### About this task:
Pull out all lines from the listing below in which the word "retention" appears.
= = = =
//! Run orchestration.
//!
//! One run is a single batch pass: fetch every enabled source, snapshot
//! today's sets, rebuild the window artifacts, prune old snapshots, then
//! emit the consensus prefix artifact. The first fetch or storage failure
//! aborts the whole run; the next scheduled invocation starts over.

use std::collections::BTreeSet;
use std::sync::Arc;

use chrono::NaiveDate;
use siftr_common::config::Config;
use siftr_common::success;
use tokio::sync::Semaphore;
use tokio::task::JoinSet;
use tracing::info;

use crate::fetch::IndicatorSource;
use crate::store::SnapshotStore;
use crate::{consensus, output, retention, window};

/// Upper bound on concurrent feed downloads.
const FETCH_WORKERS: usize = 8;

/// Name of the consensus prefix artifact inside the data directory.
const CONSENSUS_ARTIFACT: &str = "aggregated.txt";

#[derive(Debug, Default)]
pub struct RunReport {
    pub fetched_sources: usize,
    pub window_artifacts: usize,
    pub evicted_snapshots: usize,
    pub consensus_lines: usize,
}

/// Fetches all sources concurrently, bounded by [`FETCH_WORKERS`].
///
/// Fail-fast: the first error aborts the remaining downloads and the run.
pub async fn fetch_all(
    sources: Vec<Arc<dyn IndicatorSource>>,
) -> anyhow::Result<Vec<(String, BTreeSet<String>)>> {
    let semaphore = Arc::new(Semaphore::new(FETCH_WORKERS));
    let mut tasks = JoinSet::new();

    for source in sources {
        let semaphore = semaphore.clone();
        tasks.spawn(async move {
            let _permit = semaphore.acquire().await.expect("semaphore closed");
            let name = source.name().to_string();
            info!("Fetching feed `{name}`");
            let indicators = source.fetch().await?;
            anyhow::Ok((name, indicators))
        });
    }

    let mut fetched = Vec::new();
    while let Some(joined) = tasks.join_next().await {
        // Dropping the set on error aborts the still-running downloads.
        fetched.push(joined??);
    }
    Ok(fetched)
}

/// Rebuilds every `(source, window)` artifact from the stored snapshots.
pub fn write_window_artifacts(
    cfg: &Config,
    store: &dyn SnapshotStore,
    today: NaiveDate,
) -> anyhow::Result<usize> {
    let mut written = 0;
    for source in cfg.enabled_sources() {
        for win in &cfg.windows {
            let lines = window::aggregate(store, &source.name, win, today)?;
            let path = cfg.data_dir.join(&source.name).join(format!("{}.txt", win.label));
            output::write_lines(&path, &lines)?;
            written += 1;
        }
    }
    Ok(written)
}

/// Prunes every enabled source down to `max_raw_days` snapshots.
pub fn prune_all(cfg: &Config, store: &dyn SnapshotStore) -> anyhow::Result<usize> {
    let mut evicted = 0;
    for source in cfg.enabled_sources() {
        evicted += retention::prune(store, &source.name, cfg.max_raw_days)?.len();
    }
    Ok(evicted)
}

/// Summarizes `date`'s snapshots across all enabled sources into the
/// consensus prefix artifact. Returns the number of emitted lines.
pub fn write_consensus_artifact(
    cfg: &Config,
    store: &dyn SnapshotStore,
    date: NaiveDate,
) -> anyhow::Result<usize> {
    let sources: Vec<_> = cfg.enabled_sources().cloned().collect();
    let counts = consensus::assemble(store, &sources, date)?;

    let params = consensus::SummaryParams {
        promote_threshold: cfg.promote_threshold,
        max_lines: cfg.max_lines,
    };
    let lines = consensus::render(&consensus::summarize(&counts, &params));

    output::write_lines(&cfg.data_dir.join(CONSENSUS_ARTIFACT), &lines)?;
    Ok(lines.len())
}

/// Executes a full batch run for `today`.
pub async fn run(
    cfg: &Config,
    store: &dyn SnapshotStore,
    sources: Vec<Arc<dyn IndicatorSource>>,
    today: NaiveDate,
) -> anyhow::Result<RunReport> {
    let fetched = fetch_all(sources).await?;
    let fetched_sources = fetched.len();

    for (name, indicators) in &fetched {
        store.put(name, today, indicators)?;
        success!("Stored {} indicators for `{name}`", indicators.len());
    }

    let window_artifacts = write_window_artifacts(cfg, store, today)?;
    let evicted_snapshots = prune_all(cfg, store)?;
    let consensus_lines = write_consensus_artifact(cfg, store, today)?;

    Ok(RunReport {
        fetched_sources,
        window_artifacts,
        evicted_snapshots,
        consensus_lines,
    })
}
= = = =
### Answer area:
use crate::{consensus, output, retention, window};
        evicted += retention::prune(store, &source.name, cfg.max_raw_days)?.len();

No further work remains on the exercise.